◆ **Exercise**:
Print out the entries, word for word.
☆ ☆ ☆ ☆
//! stoich - command-line entry point
//!
//! Parses each formula given on the command line (or each non-empty stdin
//! line) and prints its element counts.

mod config;
mod logging;
mod render;

use anyhow::Context;
use clap::Parser;
use std::io::{self, BufRead, Write};
use std::process::ExitCode;

use crate::config::Config;

fn main() -> anyhow::Result<ExitCode> {
    // A missing .env file is fine
    dotenvy::dotenv().ok();

    let config = Config::parse();
    config
        .validate()
        .map_err(|e| anyhow::anyhow!("Invalid configuration: {e}"))?;

    logging::init_logging(&config);

    let inputs = if config.formulas.is_empty() {
        read_stdin().context("Failed to read formulas from stdin")?
    } else {
        config.formulas.clone()
    };
    tracing::debug!(count = inputs.len(), "Parsing formulas");

    let stdout = io::stdout();
    let failures = run(&config, &inputs, &mut stdout.lock())?;

    if failures > 0 {
        tracing::warn!(failures, total = inputs.len(), "Some formulas failed to parse");
        return Ok(ExitCode::FAILURE);
    }
    Ok(ExitCode::SUCCESS)
}

/// Parses and renders each input, returning how many failed.
fn run(config: &Config, inputs: &[String], out: &mut impl Write) -> anyhow::Result<usize> {
    let mut failures = 0usize;

    for input in inputs {
        let outcome = stoich_formula::parse(input);
        if let Err(e) = &outcome {
            failures += 1;
            tracing::info!(input = %input, error = %e, "Formula rejected");
        }
        writeln!(out, "{}", render::render(config.format, input, &outcome)?)
            .context("Failed to write output")?;

        if outcome.is_err() && config.fail_fast {
            break;
        }
    }

    Ok(failures)
}

fn read_stdin() -> io::Result<Vec<String>> {
    io::stdin()
        .lock()
        .lines()
        .filter_map(|line| match line {
            Ok(l) if l.trim().is_empty() => None,
            Ok(l) => Some(Ok(l.trim().to_string())),
            Err(e) => Some(Err(e)),
        })
        .collect()
}
//! Logging initialization for the CLI
//!
//! Logs go to stderr so that stdout carries only parse results. `RUST_LOG`
//! overrides the configured level.

use tracing_subscriber::{fmt, layer::SubscriberExt, util::SubscriberInitExt, EnvFilter};

use crate::config::Config;

pub fn init_logging(config: &Config) {
    let env_filter = build_env_filter(&config.log_level);
    let subscriber = tracing_subscriber::registry().with(env_filter);

    if config.log_json {
        subscriber
            .with(fmt::layer().json().with_writer(std::io::stderr))
            .init();
    } else {
        subscriber
            .with(
                fmt::layer()
                    .with_target(true)
                    .with_thread_ids(false)
                    .with_writer(std::io::stderr),
            )
            .init();
    }

    tracing::debug!(level = %config.log_level, json = config.log_json, "Logging initialized");
}

fn build_env_filter(level: &str) -> EnvFilter {
    EnvFilter::try_from_default_env()
        .unwrap_or_else(|_| EnvFilter::new(format!("stoich={level},stoich_formula={level}")))
}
☆ ☆ ☆ ☆
◆ **Your solution**:
//! stoich - command-line entry point
//!
//! Parses each formula given on the command line (or each non-empty stdin
//! line) and prints its element counts.

mod config;
mod logging;
mod render;

use anyhow::Context;
use clap::Parser;
use std::io::{self, BufRead, Write};
use std::process::ExitCode;

use crate::config::Config;

fn main() -> anyhow::Result<ExitCode> {
    // A missing .env file is fine
    dotenvy::dotenv().ok();

    let config = Config::parse();
    config
        .validate()
        .map_err(|e| anyhow::anyhow!("Invalid configuration: {e}"))?;

    logging::init_logging(&config);

    let inputs = if config.formulas.is_empty() {
        read_stdin().context("Failed to read formulas from stdin")?
    } else {
        config.formulas.clone()
    };
    tracing::debug!(count = inputs.len(), "Parsing formulas");

    let stdout = io::stdout();
    let failures = run(&config, &inputs, &mut stdout.lock())?;

    if failures > 0 {
        tracing::warn!(failures, total = inputs.len(), "Some formulas failed to parse");
        return Ok(ExitCode::FAILURE);
    }
    Ok(ExitCode::SUCCESS)
}

/// Parses and renders each input, returning how many failed.
fn run(config: &Config, inputs: &[String], out: &mut impl Write) -> anyhow::Result<usize> {
    let mut failures = 0usize;

    for input in inputs {
        let outcome = stoich_formula::parse(input);
        if let Err(e) = &outcome {
            failures += 1;
            tracing::info!(input = %input, error = %e, "Formula rejected");
        }
        writeln!(out, "{}", render::render(config.format, input, &outcome)?)
            .context("Failed to write output")?;

        if outcome.is_err() && config.fail_fast {
            break;
        }
    }

    Ok(failures)
}

fn read_stdin() -> io::Result<Vec<String>> {
    io::stdin()
        .lock()
        .lines()
        .filter_map(|line| match line {
            Ok(l) if l.trim().is_empty() => None,
            Ok(l) => Some(Ok(l.trim().to_string())),
            Err(e) => Some(Err(e)),
        })
        .collect()
}
//! Logging initialization for the CLI
//!
//! Logs go to stderr so that stdout carries only parse results. `RUST_LOG`
//! overrides the configured level.

use tracing_subscriber::{fmt, layer::SubscriberExt, util::SubscriberInitExt, EnvFilter};

use crate::config::Config;

pub fn init_logging(config: &Config) {
    let env_filter = build_env_filter(&config.log_level);
    let subscriber = tracing_subscriber::registry().with(env_filter);

    if config.log_json {
        subscriber
            .with(fmt::layer().json().with_writer(std::io::stderr))
            .init();
    } else {
        subscriber
            .with(
                fmt::layer()
                    .with_target(true)
                    .with_thread_ids(false)
                    .with_writer(std::io::stderr),
            )
            .init();
    }

    tracing::debug!(level = %config.log_level, json = config.log_json, "Logging initialized");
}

fn build_env_filter(level: &str) -> EnvFilter {
    EnvFilter::try_from_default_env()
        .unwrap_or_else(|_| EnvFilter::new(format!("stoich={level},stoich_formula={level}")))
}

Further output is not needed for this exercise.